La otra corona era de la abuela materna de Charlotte. Sin poder explicar por qué, ella no quiso colocarla junto al ataúd y pidió que la arrojasen a la basura. Siempre pensó que Lilian se parecía mucho a su madre. De algún modo, intuía que ella era la fuente de tanta maldad.

Permanecieron junto a la tumba un buen rato, abrazados. Después se alejaron despacio. Charlotte se detuvo un momento junto a la tumba de su padre. Asintió a modo de despedida… por segunda vez en su vida.

Curiosamente en el angosto calabozo se sentía a buen recaudo; como no se sentía desde hacía muchos, muchos años. Tumbada en la estrecha camilla, Lilian respiraba hondo y despacio. No comprendía la frustración de la gente que le hacía todas aquellas preguntas. ¿Qué importaba el porqué? Lo único que contaba era las consecuencias, el resultado, ¿no? Así era siempre. Ahora, de repente, se interesaban por el camino que había conducido a aquello, por los razonamientos, por la lógica, las explicaciones, las verdades que creían poder hallar en todo ello.

Habría podido hablarles del sótano. Del olor denso y dulzón del perfume de su madre. De su voz tan seductora cuando la llamaba darling. Y habría podido hablarles del sabor reseco y amargo, del monstruo que se movía en su interior, siempre alerta, siempre presto a actuar. Y, sobre todo, habría podido describirles cómo temblaban sus manos de odio, no de miedo, cuando puso el veneno en el té de su padre con esmero y, muy despacio, lo removió para que se disolviera hasta desaparecer en la bebida caliente. Suerte que a él le gustaba el té muy dulce.

Aquélla fue su primera lección: no creer en las promesas. Su madre siempre le prometía que todo cambiaría. En cuanto su padre desapareciese, todo sería distinto.
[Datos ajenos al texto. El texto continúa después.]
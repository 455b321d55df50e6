use std::sync::Arc;

use crate::error::{Error, Result};
use crate::params::Parameters;
use crate::protocol::connection::ConnectionProtocol;
use crate::protocol::database::DatabaseProtocol;
use crate::protocol::state::State;
use crate::share::{Sharing, Unsynchronized};
use crate::sync::driver::Registry;
use crate::sync::prepared::PreparedStatement;
use crate::sync::statement::Statement;
use crate::sync::stream::Stream;

pub(crate) type ProtocolCell<P, S> = <S as Sharing>::Cell<ConnectionProtocol<P, S>>;

/// A connection to the database server
///
/// Statements, prepared statements and result sets created from a connection
/// share its protocol state. Closing the connection closes all of them.
pub struct Connection<P: DatabaseProtocol, S: Sharing = Unsynchronized> {
    protocol: ProtocolCell<P, S>,
    stream: Option<Stream>,
    registry: Arc<Registry>,
    id: u64,
}

impl<P: DatabaseProtocol, S: Sharing> Connection<P, S> {
    pub(crate) fn new(
        protocol: ProtocolCell<P, S>,
        stream: Option<Stream>,
        registry: Arc<Registry>,
        id: u64,
    ) -> Self {
        Self {
            protocol,
            stream,
            registry,
            id,
        }
    }

    fn with<R>(&self, f: impl FnOnce(&mut ConnectionProtocol<P, S>) -> Result<R>) -> Result<R> {
        S::with(&self.protocol, f)
    }

    pub fn state(&self) -> Result<State> {
        self.with(|p| Ok(p.state()))
    }

    pub fn is_closed(&self) -> Result<bool> {
        self.with(|p| Ok(p.is_closed()))
    }

    /// Run `f` against the vendor protocol, e.g. to read vendor specific results
    pub fn with_database<R>(&self, f: impl FnOnce(&P) -> R) -> Result<R> {
        self.with(|p| Ok(f(p.database())))
    }

    pub fn create_statement(&self) -> Result<Statement<P, S>> {
        let id = self.with(|p| {
            if p.is_closed() {
                return Err(Error::ConnectionClosed);
            }
            Ok(p.next_handle_id())
        })?;
        Ok(Statement::new(self.protocol.clone(), id))
    }

    /// Prepare `sql` on the server
    pub fn prepare(&self, sql: &str) -> Result<PreparedStatement<P, S>> {
        let (id, prepared, parameters) = self.with(|p| {
            let prepared = p.prepare(sql)?;
            let parameters = p.allocate_parameters(prepared.num_parameters)?;
            Ok((p.next_handle_id(), prepared.statement, parameters))
        })?;
        Ok(PreparedStatement::new(
            self.protocol.clone(),
            id,
            prepared,
            parameters,
        ))
    }

    pub fn set_auto_commit(&self, on: bool) -> Result<()> {
        self.with(|p| p.set_auto_commit(on))
    }

    pub fn auto_commit(&self) -> Result<bool> {
        self.with(|p| Ok(p.auto_commit()))
    }

    pub fn within_transaction(&self) -> Result<bool> {
        self.with(|p| Ok(p.within_transaction()))
    }

    pub fn commit(&self) -> Result<()> {
        self.with(|p| p.commit())
    }

    /// Take a parameter container of `count` slots from the connection's pool
    pub fn allocate_parameters(&self, count: usize) -> Result<Parameters> {
        self.with(|p| p.allocate_parameters(count))
    }

    pub fn free_parameters(&self, parameters: Parameters) -> Result<()> {
        self.with(|p| p.free_parameters(parameters))
    }

    /// Disconnect from the server
    ///
    /// The socket is shut down and the driver stops tracking the connection
    /// even when the server could not be told.
    pub fn close(&mut self) -> Result<()> {
        let closed = self.with(|p| p.close());
        if matches!(closed, Err(Error::ProtocolState(State::Closed))) {
            return Err(Error::AlreadyClosed);
        }
        let shutdown = match self.stream.take() {
            Some(stream) => stream.shutdown().map_err(Error::from),
            None => Ok(()),
        };
        self.registry.untrack(self.id);
        closed.and(shutdown)
    }
}

impl<P: DatabaseProtocol, S: Sharing> Drop for Connection<P, S> {
    fn drop(&mut self) {
        if let Ok(false) = self.is_closed()
            && let Err(e) = self.close()
        {
            tracing::warn!(error = %e, "failed to close connection on drop");
        }
    }
}
use std::sync::Arc;

/// An owned column or parameter value
#[derive(Debug, Clone, PartialEq)]
pub enum Value {
    /// SQL NULL
    Null,
    Bool(bool),
    Byte(i8),
    Short(i16),
    Int(i32),
    Long(i64),
    Float(f32),
    Double(f64),
    #[cfg(feature = "with-rust-decimal")]
    Decimal(rust_decimal::Decimal),
    /// Text; short strings may be shared with the value cache
    Str(Arc<str>),
    Bytes(Vec<u8>),
    Date(Date),
    Time(Time),
    Timestamp(Timestamp),
}

impl Value {
    /// Build a string value, reusing an interned instance when one exists
    pub fn string(s: &str) -> Self {
        Value::Str(crate::cache::shared_str(s))
    }

    pub fn parameter_type(&self) -> ParameterType {
        match self {
            Value::Null => ParameterType::Null,
            Value::Bool(_) => ParameterType::Bool,
            Value::Byte(_) => ParameterType::Byte,
            Value::Short(_) => ParameterType::Short,
            Value::Int(_) => ParameterType::Int,
            Value::Long(_) => ParameterType::Long,
            Value::Float(_) => ParameterType::Float,
            Value::Double(_) => ParameterType::Double,
            #[cfg(feature = "with-rust-decimal")]
            Value::Decimal(_) => ParameterType::Decimal,
            Value::Str(_) => ParameterType::String,
            Value::Bytes(_) => ParameterType::Bytes,
            Value::Date(_) => ParameterType::Date,
            Value::Time(_) => ParameterType::Time,
            Value::Timestamp(_) => ParameterType::Timestamp,
        }
    }

    pub fn is_null(&self) -> bool {
        matches!(self, Value::Null)
    }
}

/// Tag of a value held by a parameter slot
#[derive(Debug, Clone, Copy, PartialEq, Eq)]
pub enum ParameterType {
    Null,
    Bool,
    Byte,
    Short,
    Int,
    Long,
    Float,
    Double,
    Decimal,
    String,
    Bytes,
    Date,
    Time,
    Timestamp,
}

/// Calendar date
#[derive(Debug, Clone, Copy, PartialEq, Eq, PartialOrd, Ord)]
pub struct Date {
    pub year: u16,
    pub month: u8,
    pub day: u8,
}

/// Time of day with microsecond precision
#[derive(Debug, Clone, Copy, PartialEq, Eq, PartialOrd, Ord)]
pub struct Time {
    pub hour: u8,
    pub minute: u8,
    pub second: u8,
    pub microsecond: u32,
}

#[derive(Debug, Clone, Copy, PartialEq, Eq, PartialOrd, Ord)]
pub struct Timestamp {
    pub date: Date,
    pub time: Time,
}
Ellas estarían juntas, unidas. Nunca más el sótano, nunca más el terror. Su madre la tocaría, la acariciaría, la llamaría darling y nada volvería a interponerse entre las dos. Pero las promesas se rompían con la misma facilidad con que se hacían. Era algo que había aprendido y que nunca se permitió olvidar. En alguna ocasión dejó que su mente rozase la idea de que lo que su madre le había dicho de su padre era falso. Pero ella siempre ahogaba esa posibilidad, asfixiándola en el fondo de su alma. Era una posibilidad que, simplemente, no podía contemplar.

Además, había aprendido otra lección importante. No dejarse abandonar nunca más. Su padre la había abandonado. Su madre la había abandonado. Y la serie de familias por las que había circulado como un paquete sin alma también la habían abandonado con su desinterés.

Cuando fue a visitar a su madre en Hinseberg, ya lo tenía decidido: se forjaría una nueva vida, una vida en la que ella tendría el control. El primer paso consistía en cambiarse el nombre. No quería volver a oír jamás aquel nombre que los labios de su madre destilaban como un veneno: «Mary… Maaaaryyyy». Cuando la encerraba en el sótano, su nombre resonaba entre las paredes y en la oscuridad de su encierro, y se encogía con el deseo de hacerse tan pequeña como fuera posible.

Eligió el nombre de Lilian porque sonaba totalmente distinto al de Mary. Y porque sonaba como una flor, delicada y etérea, pero fuerte y ágil al mismo tiempo.

Asimismo trabajó duro por cambiar su aspecto físico Con disciplina militar, se negó a probar nada de todo aquello con lo que tanto había disfrutado antes y, con una rapidez sorprendente, desaparecieron los kilos hasta que de su obesidad no quedó más que un vago recuerdo. Y jamás se permitió volver a estar gorda. Se esforzó siempre por no ganar un solo gramo y despreciaba a cuantos eran incapaces de mostrar la misma fortaleza, como su propia hija. El sobrepeso de Charlotte le resultaba repugnante y le recordaba en exceso a una época en la que ella no quería ni pensar. Aquella cosa temblona, colgante y flácida despertaba en Lilian un sentimiento de ira y hubo ocasiones en que tuvo que reprimir el impulso de arrancarle las carnes con sus propias manos a Charlotte.